→ **THE DATA**
* * * * * * * * *

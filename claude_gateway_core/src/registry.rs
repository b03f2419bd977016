//! Bookkeeping for every in-flight invocation.
//!
//! The registry owns a single map guarded by one mutex. Every mutation and the
//! `list` snapshot take that lock, and nothing awaits while holding it: the
//! termination protocol runs in the invocation's own task and `cancel` only
//! waits for it after the lock has been released.

use crate::lifecycle::Lifecycle;
use crate::request::InvocationRequest;
use chrono::{DateTime, Utc};
use serde::{Deserialize, Serialize};
use std::{
    collections::{HashMap, VecDeque},
    path::PathBuf,
    sync::{Arc, Mutex, MutexGuard, PoisonError},
    time::Duration,
};
use tokio_util::sync::CancellationToken;
use tracing::{debug, info, warn};
use uuid::Uuid;

/// Slack on top of the grace period before `cancel` stops waiting.
const CANCEL_WAIT_OVERHEAD: Duration = Duration::from_secs(2);

/// How many cancelled ids are remembered so a repeated cancel still succeeds.
pub const CANCELLED_HISTORY: usize = 1024;

/// Registry entry for one in-flight invocation.
#[derive(Debug)]
struct ManagedInvocation {
    id: String,
    cwd: PathBuf,
    model: Option<String>,
    started_at: DateTime<Utc>,
    session_id: Option<String>,
    cancelled: bool,
    lifecycle: Lifecycle,
    cancel_token: CancellationToken,
}

impl ManagedInvocation {
    fn info(&self) -> InvocationInfo {
        let state = self.lifecycle.current();
        InvocationInfo {
            process_id: self.id.clone(),
            cwd: self.cwd.clone(),
            model: self.model.clone(),
            started_at: self.started_at,
            session_id: self.session_id.clone(),
            state: state.label().to_string(),
            pid: state.pid(),
        }
    }
}

/// Point-in-time view of a registry entry, as returned by `lookup` and `list`.
#[derive(Debug, Clone, PartialEq, Serialize, Deserialize)]
pub struct InvocationInfo {
    pub process_id: String,
    pub cwd: PathBuf,
    pub model: Option<String>,
    pub started_at: DateTime<Utc>,
    pub session_id: Option<String>,
    pub state: String,
    #[serde(skip_serializing_if = "Option::is_none")]
    pub pid: Option<u32>,
}

/// What the starter of an invocation needs to drive it.
#[derive(Debug, Clone)]
pub struct Registration {
    pub id: String,
    pub lifecycle: Lifecycle,
    pub cancel_token: CancellationToken,
}

#[derive(Debug, Default)]
struct Entries {
    live: HashMap<String, ManagedInvocation>,
    /// Most recent cancellations, oldest first.
    cancelled: VecDeque<String>,
}

impl Entries {
    fn remember_cancelled(&mut self, id: &str) {
        if self.cancelled.iter().any(|c| c == id) {
            return;
        }
        if self.cancelled.len() >= CANCELLED_HISTORY {
            self.cancelled.pop_front();
        }
        self.cancelled.push_back(id.to_string());
    }
}

/// Shared, cloneable handle to the invocation map.
#[derive(Debug, Clone)]
pub struct ProcessRegistry {
    entries: Arc<Mutex<Entries>>,
    grace_period: Duration,
}

impl ProcessRegistry {
    /// `grace_period` bounds how long `cancel` waits for termination.
    pub fn new(grace_period: Duration) -> Self {
        Self {
            entries: Arc::new(Mutex::new(Entries::default())),
            grace_period,
        }
    }

    fn lock(&self) -> MutexGuard<'_, Entries> {
        // A panic elsewhere must not wedge every later request.
        self.entries.lock().unwrap_or_else(PoisonError::into_inner)
    }

    /// Create an entry for `request` before any process exists.
    pub fn register(&self, request: &InvocationRequest) -> Registration {
        let registration = Registration {
            id: Uuid::new_v4().to_string(),
            lifecycle: Lifecycle::new(),
            cancel_token: CancellationToken::new(),
        };

        let entry = ManagedInvocation {
            id: registration.id.clone(),
            cwd: request.cwd.clone(),
            model: request.model.clone(),
            started_at: Utc::now(),
            session_id: request.session_id.clone(),
            cancelled: false,
            lifecycle: registration.lifecycle.clone(),
            cancel_token: registration.cancel_token.clone(),
        };

        let total = {
            let mut entries = self.lock();
            entries.live.insert(registration.id.clone(), entry);
            entries.live.len()
        };
        info!(process_id = %registration.id, total_active = total, "Invocation registered");
        registration
    }

    pub fn lookup(&self, id: &str) -> Option<InvocationInfo> {
        self.lock().live.get(id).map(ManagedInvocation::info)
    }

    /// Record the session id the agent reported. Returns false for unknown ids.
    pub fn update_session_id(&self, id: &str, session_id: &str) -> bool {
        let mut entries = self.lock();
        match entries.live.get_mut(id) {
            Some(entry) => {
                entry.session_id = Some(session_id.to_string());
                debug!(process_id = %id, session_id = %session_id, "Session id updated");
                true
            }
            None => false,
        }
    }

    /// Remove an entry. Removing an id that is already gone is a no-op.
    pub fn remove(&self, id: &str) -> bool {
        let (removed, remaining) = {
            let mut entries = self.lock();
            let removed = entries.live.remove(id).is_some();
            (removed, entries.live.len())
        };
        if removed {
            info!(process_id = %id, remaining, "Invocation cleaned up");
        }
        removed
    }

    /// Cancel an invocation and wait (bounded) for its process to be reaped.
    ///
    /// Returns false if `id` is unknown or already finished on its own. A second
    /// cancel of the same id returns true without signalling again.
    pub async fn cancel(&self, id: &str) -> bool {
        let (lifecycle, token) = {
            let mut entries = self.lock();
            let Some(entry) = entries.live.get_mut(id) else {
                let known = entries.cancelled.iter().any(|c| c == id);
                if known {
                    debug!(process_id = %id, "Invocation already cancelled");
                } else {
                    warn!(process_id = %id, "Invocation not found");
                }
                return known;
            };
            if entry.cancelled {
                debug!(process_id = %id, "Invocation already cancelled");
                return true;
            }
            entry.cancelled = true;
            let handles = (entry.lifecycle.clone(), entry.cancel_token.clone());
            entries.remember_cancelled(id);
            handles
        };

        info!(process_id = %id, "Cancelling invocation");
        token.cancel();

        let limit = self.grace_period + CANCEL_WAIT_OVERHEAD;
        if tokio::time::timeout(limit, lifecycle.wait_terminated())
            .await
            .is_err()
        {
            warn!(
                process_id = %id,
                waited_ms = limit.as_millis() as u64,
                "Invocation did not confirm termination in time"
            );
        }

        self.remove(id);
        true
    }

    /// Cancel everything that is currently registered. Used on shutdown.
    pub async fn cancel_all(&self) -> usize {
        let ids: Vec<String> = self.lock().live.keys().cloned().collect();
        let count = ids.len();
        futures::future::join_all(ids.iter().map(|id| self.cancel(id))).await;
        count
    }

    /// Consistent snapshot of all live entries.
    pub fn list(&self) -> Vec<InvocationInfo> {
        let mut infos: Vec<InvocationInfo> = self
            .lock()
            .live
            .values()
            .map(ManagedInvocation::info)
            .collect();
        infos.sort_by(|a, b| a.started_at.cmp(&b.started_at));
        infos
    }

    pub fn len(&self) -> usize {
        self.lock().live.len()
    }

    pub fn is_empty(&self) -> bool {
        self.len() == 0
    }
}
//! # Claude Gateway
//!
//! HTTP front end for [`claude_gateway_core`]: runs the `claude` CLI agent on
//! request and streams its stream-json output back as Server-Sent Events.
//!
//! *   `POST /chat` starts an invocation. The response is an SSE stream of
//!     `message` events (one per agent line) ending in `done`, `error` or
//!     `cancelled`; the `X-Process-ID` header names the invocation.
//! *   `DELETE /chat/{process_id}` cancels it.
//! *   `GET /processes` lists what is running.
//! *   `GET /health` reports the agent binary and its version.
//!
//! Everything except `/`, `/docs` and `/health` requires HTTP Basic auth.
//!
//! ## Example
//!
//! ```rust,no_run
//! use claude_gateway::{AgentBinary, Credentials, ServerConfig, start_server};
//!
//! #[tokio::main]
//! async fn main() -> anyhow::Result<()> {
//!     let agent = AgentBinary::detect(None).await?;
//!     start_server(ServerConfig {
//!         bind_addr: "127.0.0.1:9876".into(),
//!         credentials: Credentials::new("admin", "change-me"),
//!         agent,
//!         max_line_bytes: 100 * 1024 * 1024,
//!     })
//!     .await
//! }
//! ```

pub mod auth;
pub mod binary;
pub mod bridge;
pub mod config;
pub mod error;
pub mod handlers;
pub mod logging;

pub use auth::Credentials;
pub use binary::AgentBinary;
pub use bridge::{AppState, ServerConfig, build_router, start_server};
pub use config::Settings;
pub use error::{ApiError, ConfigError};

* * * * * * * * *

→ **THE TASK**
From the entries above, write out only the lines starting at the line that holds "return known;" and ending at the line that holds "entry.cancelled = true;", keeping both and matching them exactly.

→ **WRITTEN RESPONSE**
                return known;
            };
            if entry.cancelled {
                debug!(process_id = %id, "Invocation already cancelled");
                return true;
            }
            entry.cancelled = true;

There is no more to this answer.